━━ Records for this task

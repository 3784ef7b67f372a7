// src/lib.rs
pub mod tuner {
    pub use crate::types::{Options, TuningDelay};

    /// Async entry-point; returns once every run target is stored and reported
    pub async fn run(opts: Options) -> anyhow::Result<()> {
        crate::core::run(opts).await
    }
}

pub mod config;
pub mod constants;
pub mod engine;
pub mod inspector;
pub mod network;
pub mod playlist;
pub mod probe;
pub mod profiles;
pub mod report;
pub mod stats;
pub mod store;
pub mod tailer;
pub mod types;

mod core;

━━━━

→ **Aim of the task**
Only lines containing "opts" belong in the answer; copy every such line from the records.

→ **Answer area**
    pub async fn run(opts: Options) -> anyhow::Result<()> {
        crate::core::run(opts).await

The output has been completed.